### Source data

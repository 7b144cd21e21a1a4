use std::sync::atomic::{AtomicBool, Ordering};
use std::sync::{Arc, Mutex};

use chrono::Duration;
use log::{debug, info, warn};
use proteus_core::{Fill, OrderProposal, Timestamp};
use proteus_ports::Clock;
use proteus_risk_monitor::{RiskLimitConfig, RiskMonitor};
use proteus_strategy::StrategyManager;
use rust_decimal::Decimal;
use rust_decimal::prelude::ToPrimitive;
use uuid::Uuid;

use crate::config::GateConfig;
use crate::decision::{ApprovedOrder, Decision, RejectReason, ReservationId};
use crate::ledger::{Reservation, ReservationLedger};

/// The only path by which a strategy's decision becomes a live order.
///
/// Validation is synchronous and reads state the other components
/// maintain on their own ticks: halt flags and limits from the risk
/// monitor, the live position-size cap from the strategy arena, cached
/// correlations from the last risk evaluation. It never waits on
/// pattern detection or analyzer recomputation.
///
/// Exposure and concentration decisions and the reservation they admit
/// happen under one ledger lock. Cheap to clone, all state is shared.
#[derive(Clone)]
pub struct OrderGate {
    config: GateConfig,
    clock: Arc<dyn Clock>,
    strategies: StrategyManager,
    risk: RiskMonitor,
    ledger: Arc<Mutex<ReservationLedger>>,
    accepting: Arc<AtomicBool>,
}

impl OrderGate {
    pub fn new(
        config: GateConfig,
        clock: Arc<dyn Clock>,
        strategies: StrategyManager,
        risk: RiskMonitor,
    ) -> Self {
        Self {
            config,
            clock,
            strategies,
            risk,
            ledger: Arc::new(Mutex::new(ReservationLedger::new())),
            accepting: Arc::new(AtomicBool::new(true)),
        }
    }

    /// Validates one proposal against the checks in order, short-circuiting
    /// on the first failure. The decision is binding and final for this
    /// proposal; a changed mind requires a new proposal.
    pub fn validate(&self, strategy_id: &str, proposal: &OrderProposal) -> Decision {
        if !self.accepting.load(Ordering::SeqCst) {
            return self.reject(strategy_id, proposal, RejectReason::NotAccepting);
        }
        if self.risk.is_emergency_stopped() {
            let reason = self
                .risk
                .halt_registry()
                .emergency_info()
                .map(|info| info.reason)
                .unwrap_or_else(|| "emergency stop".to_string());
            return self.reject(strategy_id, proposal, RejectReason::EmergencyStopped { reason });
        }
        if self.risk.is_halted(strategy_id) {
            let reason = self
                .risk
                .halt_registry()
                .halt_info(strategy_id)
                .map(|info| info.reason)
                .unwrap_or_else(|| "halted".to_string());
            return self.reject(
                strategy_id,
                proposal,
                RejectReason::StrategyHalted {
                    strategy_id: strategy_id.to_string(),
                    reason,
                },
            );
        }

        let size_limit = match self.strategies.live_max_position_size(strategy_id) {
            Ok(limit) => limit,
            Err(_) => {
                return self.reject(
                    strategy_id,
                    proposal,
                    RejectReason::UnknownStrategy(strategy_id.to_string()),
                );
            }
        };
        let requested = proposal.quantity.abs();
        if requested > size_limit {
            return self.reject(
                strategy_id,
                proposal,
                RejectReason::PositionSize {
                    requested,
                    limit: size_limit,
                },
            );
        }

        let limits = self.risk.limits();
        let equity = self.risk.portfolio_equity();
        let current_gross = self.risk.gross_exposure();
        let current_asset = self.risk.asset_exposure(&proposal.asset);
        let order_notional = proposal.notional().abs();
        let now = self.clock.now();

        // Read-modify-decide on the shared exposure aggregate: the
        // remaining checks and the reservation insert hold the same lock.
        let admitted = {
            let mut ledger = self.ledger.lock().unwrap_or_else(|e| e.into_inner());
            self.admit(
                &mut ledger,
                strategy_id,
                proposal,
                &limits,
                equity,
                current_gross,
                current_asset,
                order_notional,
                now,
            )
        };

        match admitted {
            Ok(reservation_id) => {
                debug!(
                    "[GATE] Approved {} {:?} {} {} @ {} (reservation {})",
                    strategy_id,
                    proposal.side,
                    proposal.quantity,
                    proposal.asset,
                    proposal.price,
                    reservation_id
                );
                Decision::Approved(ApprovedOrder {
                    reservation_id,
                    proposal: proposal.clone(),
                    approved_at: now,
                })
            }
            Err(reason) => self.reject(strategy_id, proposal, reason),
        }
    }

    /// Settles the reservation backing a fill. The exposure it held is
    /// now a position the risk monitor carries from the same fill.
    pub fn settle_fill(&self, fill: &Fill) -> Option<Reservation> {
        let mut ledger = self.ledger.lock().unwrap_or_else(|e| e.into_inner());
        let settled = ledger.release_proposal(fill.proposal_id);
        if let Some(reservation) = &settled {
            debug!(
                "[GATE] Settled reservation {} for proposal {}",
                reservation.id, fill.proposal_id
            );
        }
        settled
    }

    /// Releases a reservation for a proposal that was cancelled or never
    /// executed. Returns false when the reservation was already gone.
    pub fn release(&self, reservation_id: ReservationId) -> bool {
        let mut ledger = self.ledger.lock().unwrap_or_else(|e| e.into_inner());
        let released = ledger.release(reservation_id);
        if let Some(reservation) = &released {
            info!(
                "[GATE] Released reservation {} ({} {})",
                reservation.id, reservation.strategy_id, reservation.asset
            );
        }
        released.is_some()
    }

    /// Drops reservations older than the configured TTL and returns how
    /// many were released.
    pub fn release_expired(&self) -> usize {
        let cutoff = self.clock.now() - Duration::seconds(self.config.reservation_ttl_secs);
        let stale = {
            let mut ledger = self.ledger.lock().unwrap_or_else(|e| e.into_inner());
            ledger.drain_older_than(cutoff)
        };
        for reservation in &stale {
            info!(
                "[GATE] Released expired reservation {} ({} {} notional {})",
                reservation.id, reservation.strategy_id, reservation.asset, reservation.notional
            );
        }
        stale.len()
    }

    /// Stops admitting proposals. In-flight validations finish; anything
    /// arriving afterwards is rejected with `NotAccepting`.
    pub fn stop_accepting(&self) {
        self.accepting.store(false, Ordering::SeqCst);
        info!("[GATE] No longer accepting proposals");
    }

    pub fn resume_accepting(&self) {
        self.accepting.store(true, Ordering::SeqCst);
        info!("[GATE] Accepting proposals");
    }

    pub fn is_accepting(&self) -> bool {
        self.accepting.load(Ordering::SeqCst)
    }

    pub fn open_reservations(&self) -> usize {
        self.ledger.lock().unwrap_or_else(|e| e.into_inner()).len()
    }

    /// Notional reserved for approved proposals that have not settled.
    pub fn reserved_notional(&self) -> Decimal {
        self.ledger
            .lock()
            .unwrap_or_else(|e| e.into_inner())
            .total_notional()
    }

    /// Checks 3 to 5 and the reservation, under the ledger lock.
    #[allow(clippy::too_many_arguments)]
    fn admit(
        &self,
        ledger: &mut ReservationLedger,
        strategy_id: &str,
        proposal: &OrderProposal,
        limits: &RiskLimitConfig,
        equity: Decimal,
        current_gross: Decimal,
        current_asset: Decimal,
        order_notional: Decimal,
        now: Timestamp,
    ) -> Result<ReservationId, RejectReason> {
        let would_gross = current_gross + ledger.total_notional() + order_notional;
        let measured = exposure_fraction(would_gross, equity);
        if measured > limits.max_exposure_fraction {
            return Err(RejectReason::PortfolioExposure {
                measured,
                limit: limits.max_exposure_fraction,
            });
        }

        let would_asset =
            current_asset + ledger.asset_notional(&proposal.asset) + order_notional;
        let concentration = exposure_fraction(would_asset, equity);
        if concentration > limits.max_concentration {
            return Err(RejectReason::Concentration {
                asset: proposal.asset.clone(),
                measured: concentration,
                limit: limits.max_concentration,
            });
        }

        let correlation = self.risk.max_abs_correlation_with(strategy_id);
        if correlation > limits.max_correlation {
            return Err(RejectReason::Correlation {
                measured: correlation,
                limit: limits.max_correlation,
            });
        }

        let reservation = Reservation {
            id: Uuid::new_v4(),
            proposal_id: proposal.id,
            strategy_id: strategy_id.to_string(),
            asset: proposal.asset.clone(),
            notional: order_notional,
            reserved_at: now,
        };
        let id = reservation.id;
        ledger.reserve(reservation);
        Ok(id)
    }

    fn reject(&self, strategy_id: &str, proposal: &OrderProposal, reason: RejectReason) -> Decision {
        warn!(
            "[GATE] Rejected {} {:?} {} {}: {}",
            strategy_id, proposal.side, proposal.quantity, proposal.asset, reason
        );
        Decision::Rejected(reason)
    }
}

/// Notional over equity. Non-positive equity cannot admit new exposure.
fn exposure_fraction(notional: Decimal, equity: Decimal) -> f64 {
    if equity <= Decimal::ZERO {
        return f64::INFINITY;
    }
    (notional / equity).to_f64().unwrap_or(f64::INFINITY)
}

### Exercise prompt
Supply only the count of lines above holding "same".

### Written solution
2